• **Problem to solve**:
All of the data that follows needs to be printed again, exactly as it reads.

• **Extracted data**:
//! Configuration schema definitions.
//!
//! All types derive Serde traits for deserialization from config files.
//! Defaults match the fixed local API contract, so an empty file is valid.

use std::time::Duration;

use serde::{Deserialize, Serialize};

use crate::http::request::LOCALAPI_NAMESPACE;

/// Deadline for a single dispatch.
pub const DEFAULT_TIMEOUT_MS: u64 = 2_000;

/// First status code treated as a failure.
pub const DEFAULT_BAD_STATUS_THRESHOLD: u16 = 300;

/// Root configuration.
#[derive(Debug, Clone, Deserialize, Serialize, Default)]
#[serde(default)]
pub struct LocalApiConfig {
    /// Dispatch settings.
    pub client: ClientConfig,

    /// Observability settings.
    pub observability: ObservabilityConfig,
}

/// Dispatch settings, fixed for the lifetime of a client.
#[derive(Debug, Clone, Deserialize, Serialize)]
#[serde(default)]
pub struct ClientConfig {
    /// Prefix joined to every dispatched path.
    pub namespace: String,

    /// Deadline in milliseconds.
    pub timeout_ms: u64,

    /// Statuses at or above this are reported as bad.
    pub bad_status_threshold: u16,
}

impl ClientConfig {
    pub fn timeout(&self) -> Duration {
        Duration::from_millis(self.timeout_ms)
    }
}

impl Default for ClientConfig {
    fn default() -> Self {
        Self {
            namespace: LOCALAPI_NAMESPACE.to_string(),
            timeout_ms: DEFAULT_TIMEOUT_MS,
            bad_status_threshold: DEFAULT_BAD_STATUS_THRESHOLD,
        }
    }
}

/// Observability configuration.
#[derive(Debug, Clone, Deserialize, Serialize)]
#[serde(default)]
pub struct ObservabilityConfig {
    /// Log level (trace, debug, info, warn, error).
    pub log_level: String,

    /// Record dispatch counters and latency histograms.
    pub metrics_enabled: bool,
}

impl Default for ObservabilityConfig {
    fn default() -> Self {
        Self {
            log_level: "info".to_string(),
            metrics_enabled: true,
        }
    }
}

• **Task response**:
//! Configuration schema definitions.
//!
//! All types derive Serde traits for deserialization from config files.
//! Defaults match the fixed local API contract, so an empty file is valid.

use std::time::Duration;

use serde::{Deserialize, Serialize};

use crate::http::request::LOCALAPI_NAMESPACE;

/// Deadline for a single dispatch.
pub const DEFAULT_TIMEOUT_MS: u64 = 2_000;

/// First status code treated as a failure.
pub const DEFAULT_BAD_STATUS_THRESHOLD: u16 = 300;

/// Root configuration.
#[derive(Debug, Clone, Deserialize, Serialize, Default)]
#[serde(default)]
pub struct LocalApiConfig {
    /// Dispatch settings.
    pub client: ClientConfig,

    /// Observability settings.
    pub observability: ObservabilityConfig,
}

/// Dispatch settings, fixed for the lifetime of a client.
#[derive(Debug, Clone, Deserialize, Serialize)]
#[serde(default)]
pub struct ClientConfig {
    /// Prefix joined to every dispatched path.
    pub namespace: String,

    /// Deadline in milliseconds.
    pub timeout_ms: u64,

    /// Statuses at or above this are reported as bad.
    pub bad_status_threshold: u16,
}

impl ClientConfig {
    pub fn timeout(&self) -> Duration {
        Duration::from_millis(self.timeout_ms)
    }
}

impl Default for ClientConfig {
    fn default() -> Self {
        Self {
            namespace: LOCALAPI_NAMESPACE.to_string(),
            timeout_ms: DEFAULT_TIMEOUT_MS,
            bad_status_threshold: DEFAULT_BAD_STATUS_THRESHOLD,
        }
    }
}

/// Observability configuration.
#[derive(Debug, Clone, Deserialize, Serialize)]
#[serde(default)]
pub struct ObservabilityConfig {
    /// Log level (trace, debug, info, warn, error).
    pub log_level: String,

    /// Record dispatch counters and latency histograms.
    pub metrics_enabled: bool,
}

impl Default for ObservabilityConfig {
    fn default() -> Self {
        Self {
            log_level: "info".to_string(),
            metrics_enabled: true,
        }
    }
}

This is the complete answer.